Photo of a beer brand in USA called GHOST SPECIES via Twitter hashtag #GhostSpecies
AUSTRALIAN novelist, book and pop music reviewer, and essayist James Bradley is one of his country's most important novelists and public intellectuals when it comes to climate change issues and the fires burning in Australia this year. His new novel is sure to become a global hit, on a par with David Mitchell's THE BONE CLOCKS and Margaret Atwood's MADDADDAM trilogy. The new novel is titled GHOST SPECIES and it will be released in Australia only in May 2020 and won't ne released overseas in the USA or the UK until 2022, according to Australian literary sources. He worked on the novel for the past few years, putting the fishing touches on it in 2018 and 2019.
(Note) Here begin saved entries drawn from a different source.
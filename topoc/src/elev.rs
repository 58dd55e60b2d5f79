use std::path::PathBuf;

use chart::nav::FT_PER_M;
use clap::Args;
use topo::{ElevationStore, MinuteCell, INVALID_ELEV};

#[derive(Args)]
/// Look up the elevation of the arc-minute cell nearest to a point.
pub struct Elev {
	data: PathBuf,
	#[clap(allow_hyphen_values = true)]
	lat: f64,
	#[clap(allow_hyphen_values = true)]
	lon: f64,
}

pub fn elev(elev: Elev) {
	let store = ElevationStore::open(&elev.data);
	let cell = MinuteCell::nearest(elev.lat, elev.lon);

	match store.elev_metres(elev.lat, elev.lon) {
		INVALID_ELEV => println!(
			"No data for {}/{} minute {},{}",
			cell.tile.lat, cell.tile.lon, cell.lat_min, cell.lon_min
		),
		m => println!("{}m ({:.0}ft)", m, m as f64 * FT_PER_M),
	}
}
It will of course be well-reviewed in his native island nation, but unfortunately it will only be published in English inside Australia in 2020. Foreign editions in the USA, Canada and Britain -- all English-speaking countries -- won't be released by foreign publishers in those countries until 2022 or 2023. This provincial way of Australian publishers not releasing their local novels to other English-speaking nations is wrong-headed and backward, and yes, provincial. There is no logical reason to hold back Australian novelists from reaching readers worldwide at the same time and their novels are released in Australia. Shame on the AUSTRALIAN PUBLISHING INDUSTRY and the editors there for not doing more to promote their own native writers worldwide. I complained about this when CLADE was published in 2015, Bradley's earlier cli-fi novel, which did not find publishers overseas until 2017. Most likely, GHOST SPECIES will not be released in the USA or the UK until 2022 or later.
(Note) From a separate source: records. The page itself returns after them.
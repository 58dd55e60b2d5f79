use chart::{LambertParams, LambertProjection, LatLon, PixelPoint, WorldFile};
use clap::Args;

#[derive(Args)]
/// Convert between a Lambert Conformal Conic chart's pixels and latitude/longitude.
pub struct Lcc {
	#[clap(long, allow_hyphen_values = true)]
	center_lat: f64,
	#[clap(long, allow_hyphen_values = true)]
	center_lon: f64,
	#[clap(long, allow_hyphen_values = true)]
	std_parallel_1: f64,
	#[clap(long, allow_hyphen_values = true)]
	std_parallel_2: f64,
	#[clap(long, default_value_t = 6378137.0)]
	semi_major: f64,
	#[clap(long, default_value_t = 6356752.3142)]
	semi_minor: f64,
	/// The chart's world file, as six comma separated coefficients.
	#[clap(short, long, allow_hyphen_values = true)]
	world: String,
	#[clap(long, allow_hyphen_values = true, requires = "lon", conflicts_with_all = &["x", "y"])]
	lat: Option<f64>,
	#[clap(long, allow_hyphen_values = true, requires = "lat")]
	lon: Option<f64>,
	#[clap(short, allow_hyphen_values = true, requires = "y")]
	x: Option<f64>,
	#[clap(short, allow_hyphen_values = true, requires = "x")]
	y: Option<f64>,
}

pub fn lcc(lcc: Lcc) {
	let world = match parse_world_file(&lcc.world) {
		Some(x) => x,
		None => {
			eprintln!("World file must be six comma separated numbers");
			return;
		},
	};
	let params = LambertParams {
		center_lat: lcc.center_lat,
		center_lon: lcc.center_lon,
		std_parallel_1: lcc.std_parallel_1,
		std_parallel_2: lcc.std_parallel_2,
		semi_major_m: lcc.semi_major,
		semi_minor_m: lcc.semi_minor,
	};
	let proj = match LambertProjection::new(params, world) {
		Ok(x) => x,
		Err(e) => {
			eprintln!("Invalid projection: {}", e);
			return;
		},
	};

	match (lcc.lat, lcc.lon, lcc.x, lcc.y) {
		(Some(lat), Some(lon), ..) => {
			let pixel = proj.lat_lon_to_pixel(LatLon::new(lat, lon));
			println!("{:.3} {:.3}", pixel.x, pixel.y);
		},
		(.., Some(x), Some(y)) => match proj.pixel_to_lat_lon(PixelPoint::new(x, y)) {
			Ok(pos) => println!("{:.6} {:.6}", pos.lat, pos.lon),
			Err(e) => eprintln!("{}", e),
		},
		_ => eprintln!("Give either --lat and --lon, or -x and -y"),
	}
}

fn parse_world_file(s: &str) -> Option<WorldFile> {
	let mut out = [0.0; 6];
	let mut fields = s.split(',');
	for x in out.iter_mut() {
		*x = fields.next()?.trim().parse().ok()?;
	}
	if fields.next().is_some() {
		return None;
	}

	Some(WorldFile::from_array(out))
}

#[cfg(test)]
mod tests {
	use super::*;

	#[test]
	fn world_file_needs_six_numbers() {
		let w = parse_world_file("42.3, 0, 0, -42.3, -360000, 250000").unwrap();
		assert_eq!(w.to_array(), [42.3, 0.0, 0.0, -42.3, -360000.0, 250000.0]);
		assert!(parse_world_file("1,2,3,4,5").is_none());
		assert!(parse_world_file("1,2,3,4,5,6,7").is_none());
		assert!(parse_world_file("1,2,3,four,5,6").is_none());
	}
}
One fan and friend of Bradley wrote this preview on Goodreads after getting an early ARC (advance reader's copy) from the publisher as a promotional favor in January 2020.
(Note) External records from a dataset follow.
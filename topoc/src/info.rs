use std::{fmt::Display, path::PathBuf};

use clap::Args;
use topo::TopoArchive;

#[derive(Args)]
/// Give information about a topography archive.
pub struct Info {
	input: PathBuf,
}

struct Size(u64);

impl Display for Size {
	fn fmt(&self, f: &mut std::fmt::Formatter) -> std::fmt::Result {
		let size = self.0;
		if size < 1000 {
			write!(f, "{} B", size)
		} else if size < 1000 * 1000 {
			write!(f, "{:.2} KB", size as f64 / 1000.0)
		} else {
			write!(f, "{:.2} MB", size as f64 / 1000.0 / 1000.0)
		}
	}
}

pub fn info(info: Info) {
	let mut archive = match TopoArchive::open_path(&info.input) {
		Ok(x) => x,
		Err(err) => {
			eprintln!("archive could not be loaded: {}", err);
			return;
		},
	};

	println!("Archive");
	println!("  Latitude: {}", archive.lat());
	if let Ok(meta) = std::fs::metadata(&info.input) {
		println!("  Size: {}", Size(meta.len()));
	}

	println!();

	let lons: Vec<_> = archive.tile_lons().collect();
	let mut range: Option<(i16, i16)> = None;
	let mut empty = 0;
	for lon in lons {
		match archive.read_tile(lon) {
			Some(Ok(tile)) => match tile.min_max() {
				Some((lo, hi)) => {
					range = Some(range.map_or((lo, hi), |(a, b)| (a.min(lo), b.max(hi))));
				},
				None => empty += 1,
			},
			Some(Err(e)) => eprintln!("  Tile {} could not be read: {}", lon, e),
			None => {},
		}
	}

	println!("Tiles");
	println!("  Tile count: {}", archive.tile_count());
	println!("  Tiles without data: {}", empty);
	if let Some((lo, hi)) = range {
		println!("  Elevation: {}m to {}m", lo, hi);
	}
}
"Set principally in remote Tasmania, 'Ghost Species' begins like a hybrid of Michael Crichton’s Jurassic Park, Sarah Hall’s The Wolf Border, and Greg Egan’s Darwin’s Radio, combining the forward momentum of a' cli-fi technothriller' with the reflective inwardness of a literary novel. But Ghost Species is also very much its own thing, a politically-urgent and emotionally-resonant examination of scientific, corporate, and personal ethics in a collapsing world. As such, it is informed as much by Bradley’s recent non-fiction essays in Australian magazines on the climate emergency as by the narrative intricacies of his previous novels.
''Like his most recent novel 'Clade,' 'Ghost Species' is divided into titled sections, each taking place several years on from the preceding section, so that the novel unfolds over about 20 years. The cast of characters is smaller and more intimate than Clade’s multi-generational epic: Kate and Jay are scientists and sometime lovers, Davis is their enigmatic ... boss, and Eve is their bio-engineered daughter, the first Neanderthal to walk the planet in some 40,000 years. She is the main, but by no means the only, ‘ghost species’ of the title, one of many attempted de-extinctions intended to combat the ravages of a climate-altered Earth by jump-starting ancient ecosystems. It’s a global scale [event] that, like climate change itself, refuses to unfold as the models predict.
...'''Ghost Species' is an excellent, urgent, uncomfortable, and complex novel, for all that it’s written in spare, precise, and limpid prose. It is implacable in its implications, and yet tentative in its hope, for our own and for all the species that are still left on this burning world.